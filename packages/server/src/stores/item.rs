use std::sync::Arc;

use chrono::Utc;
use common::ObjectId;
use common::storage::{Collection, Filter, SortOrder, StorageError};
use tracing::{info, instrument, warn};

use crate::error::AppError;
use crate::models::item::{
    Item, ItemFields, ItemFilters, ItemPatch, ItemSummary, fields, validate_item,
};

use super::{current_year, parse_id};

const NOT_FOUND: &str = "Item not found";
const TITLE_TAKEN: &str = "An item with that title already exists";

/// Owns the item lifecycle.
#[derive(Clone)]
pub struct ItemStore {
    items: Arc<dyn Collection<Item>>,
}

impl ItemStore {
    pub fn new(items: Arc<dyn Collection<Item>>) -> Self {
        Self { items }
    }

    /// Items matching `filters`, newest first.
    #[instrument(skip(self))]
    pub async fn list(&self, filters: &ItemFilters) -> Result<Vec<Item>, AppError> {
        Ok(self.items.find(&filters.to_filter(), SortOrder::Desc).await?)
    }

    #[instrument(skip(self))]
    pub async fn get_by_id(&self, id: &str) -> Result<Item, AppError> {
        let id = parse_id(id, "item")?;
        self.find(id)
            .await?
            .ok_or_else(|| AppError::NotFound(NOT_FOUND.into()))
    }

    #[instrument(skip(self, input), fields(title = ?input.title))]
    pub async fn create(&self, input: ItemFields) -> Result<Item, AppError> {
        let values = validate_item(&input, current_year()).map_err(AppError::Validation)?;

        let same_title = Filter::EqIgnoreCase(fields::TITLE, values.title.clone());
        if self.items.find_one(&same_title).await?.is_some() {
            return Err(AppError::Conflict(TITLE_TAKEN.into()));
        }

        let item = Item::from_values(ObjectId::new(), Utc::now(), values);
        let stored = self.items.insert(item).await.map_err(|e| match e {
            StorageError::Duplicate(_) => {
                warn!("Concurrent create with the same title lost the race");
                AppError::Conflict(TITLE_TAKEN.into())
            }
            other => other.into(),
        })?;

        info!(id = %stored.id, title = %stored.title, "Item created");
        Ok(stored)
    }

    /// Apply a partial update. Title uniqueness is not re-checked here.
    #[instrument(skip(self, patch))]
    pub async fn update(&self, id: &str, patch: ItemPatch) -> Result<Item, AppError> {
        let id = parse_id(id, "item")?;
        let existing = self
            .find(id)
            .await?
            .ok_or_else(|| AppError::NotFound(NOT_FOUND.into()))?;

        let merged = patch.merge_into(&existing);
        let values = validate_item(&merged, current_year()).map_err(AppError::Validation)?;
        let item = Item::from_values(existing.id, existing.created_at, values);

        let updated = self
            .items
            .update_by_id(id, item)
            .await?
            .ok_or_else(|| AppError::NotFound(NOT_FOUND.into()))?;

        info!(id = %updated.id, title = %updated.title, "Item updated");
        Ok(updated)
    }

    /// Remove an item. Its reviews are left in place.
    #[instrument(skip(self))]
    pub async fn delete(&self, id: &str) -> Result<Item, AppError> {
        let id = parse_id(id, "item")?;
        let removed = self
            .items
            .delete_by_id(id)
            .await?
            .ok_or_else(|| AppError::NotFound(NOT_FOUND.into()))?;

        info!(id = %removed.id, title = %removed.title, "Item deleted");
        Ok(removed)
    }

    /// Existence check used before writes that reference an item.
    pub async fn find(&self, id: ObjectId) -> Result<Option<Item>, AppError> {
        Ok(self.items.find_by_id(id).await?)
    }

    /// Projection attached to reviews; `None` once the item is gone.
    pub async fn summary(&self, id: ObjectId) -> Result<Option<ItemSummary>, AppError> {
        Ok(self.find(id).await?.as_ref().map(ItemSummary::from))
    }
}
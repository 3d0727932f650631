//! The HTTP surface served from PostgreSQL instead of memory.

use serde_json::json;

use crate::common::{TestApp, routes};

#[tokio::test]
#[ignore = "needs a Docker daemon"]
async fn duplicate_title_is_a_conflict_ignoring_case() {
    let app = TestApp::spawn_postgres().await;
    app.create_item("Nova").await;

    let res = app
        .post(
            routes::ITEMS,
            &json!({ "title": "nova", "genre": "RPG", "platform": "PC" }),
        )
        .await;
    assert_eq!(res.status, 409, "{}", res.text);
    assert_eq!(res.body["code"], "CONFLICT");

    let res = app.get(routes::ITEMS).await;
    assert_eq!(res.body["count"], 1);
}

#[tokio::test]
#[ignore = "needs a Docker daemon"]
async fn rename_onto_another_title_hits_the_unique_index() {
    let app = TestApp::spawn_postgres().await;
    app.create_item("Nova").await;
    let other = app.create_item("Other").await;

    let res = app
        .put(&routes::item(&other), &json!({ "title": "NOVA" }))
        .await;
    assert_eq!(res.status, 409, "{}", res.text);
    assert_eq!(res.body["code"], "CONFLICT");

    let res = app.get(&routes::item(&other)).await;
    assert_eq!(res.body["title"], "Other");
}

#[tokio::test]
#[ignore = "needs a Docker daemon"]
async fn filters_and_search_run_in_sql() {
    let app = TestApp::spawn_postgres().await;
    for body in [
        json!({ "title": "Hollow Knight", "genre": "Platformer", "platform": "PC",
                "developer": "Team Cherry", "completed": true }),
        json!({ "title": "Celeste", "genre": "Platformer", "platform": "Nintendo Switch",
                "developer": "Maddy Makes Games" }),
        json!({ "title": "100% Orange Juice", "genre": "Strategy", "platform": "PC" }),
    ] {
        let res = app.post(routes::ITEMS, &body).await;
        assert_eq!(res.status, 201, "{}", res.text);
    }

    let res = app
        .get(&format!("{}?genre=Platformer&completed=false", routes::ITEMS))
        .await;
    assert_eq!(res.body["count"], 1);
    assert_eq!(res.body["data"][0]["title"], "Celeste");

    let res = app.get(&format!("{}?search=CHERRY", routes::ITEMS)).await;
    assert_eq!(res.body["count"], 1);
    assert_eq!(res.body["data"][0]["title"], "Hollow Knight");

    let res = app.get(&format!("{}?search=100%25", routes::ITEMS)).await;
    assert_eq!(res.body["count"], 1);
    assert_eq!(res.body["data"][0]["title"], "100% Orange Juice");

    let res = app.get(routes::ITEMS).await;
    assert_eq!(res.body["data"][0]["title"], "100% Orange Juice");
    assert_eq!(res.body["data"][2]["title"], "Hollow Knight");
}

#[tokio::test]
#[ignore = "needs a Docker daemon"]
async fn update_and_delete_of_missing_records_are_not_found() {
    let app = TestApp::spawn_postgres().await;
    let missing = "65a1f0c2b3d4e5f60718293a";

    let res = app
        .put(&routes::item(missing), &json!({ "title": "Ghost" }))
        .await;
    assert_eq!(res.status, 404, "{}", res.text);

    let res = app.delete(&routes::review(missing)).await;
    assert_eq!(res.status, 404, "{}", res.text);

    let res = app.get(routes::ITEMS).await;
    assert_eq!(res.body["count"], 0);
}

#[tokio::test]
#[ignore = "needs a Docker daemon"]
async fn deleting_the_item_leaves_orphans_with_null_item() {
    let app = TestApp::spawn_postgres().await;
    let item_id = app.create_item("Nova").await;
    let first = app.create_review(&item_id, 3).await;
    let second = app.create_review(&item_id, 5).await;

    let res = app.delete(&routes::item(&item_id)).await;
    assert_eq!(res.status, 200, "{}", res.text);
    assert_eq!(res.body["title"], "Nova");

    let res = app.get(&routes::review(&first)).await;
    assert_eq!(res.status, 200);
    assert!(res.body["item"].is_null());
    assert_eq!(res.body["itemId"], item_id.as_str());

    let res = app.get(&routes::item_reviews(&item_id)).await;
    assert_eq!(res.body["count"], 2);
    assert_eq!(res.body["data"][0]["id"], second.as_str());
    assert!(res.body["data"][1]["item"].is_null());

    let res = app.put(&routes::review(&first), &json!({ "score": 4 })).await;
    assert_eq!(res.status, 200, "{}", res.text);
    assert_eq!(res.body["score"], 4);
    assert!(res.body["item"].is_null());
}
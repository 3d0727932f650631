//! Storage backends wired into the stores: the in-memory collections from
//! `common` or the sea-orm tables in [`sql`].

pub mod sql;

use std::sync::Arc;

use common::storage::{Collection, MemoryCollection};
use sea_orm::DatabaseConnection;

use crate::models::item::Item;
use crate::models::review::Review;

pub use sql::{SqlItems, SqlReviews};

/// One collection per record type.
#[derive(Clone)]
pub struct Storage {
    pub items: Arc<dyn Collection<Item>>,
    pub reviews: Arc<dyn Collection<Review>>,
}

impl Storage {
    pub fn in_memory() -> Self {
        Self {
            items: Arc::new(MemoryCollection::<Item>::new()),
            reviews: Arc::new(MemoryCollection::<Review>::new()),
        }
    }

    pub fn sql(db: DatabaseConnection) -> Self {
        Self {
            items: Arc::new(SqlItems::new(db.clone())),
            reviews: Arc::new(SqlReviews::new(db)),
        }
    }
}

———

Work order
Beginning with the line containing "let removed = self" in the material above, copy every line exactly until you have copied the line containing "pub async fn find(&self, id: ObjectId)".

Final answer
        let removed = self
            .items
            .delete_by_id(id)
            .await?
            .ok_or_else(|| AppError::NotFound(NOT_FOUND.into()))?;

        info!(id = %removed.id, title = %removed.title, "Item deleted");
        Ok(removed)
    }

    /// Existence check used before writes that reference an item.
    pub async fn find(&self, id: ObjectId) -> Result<Option<Item>, AppError> {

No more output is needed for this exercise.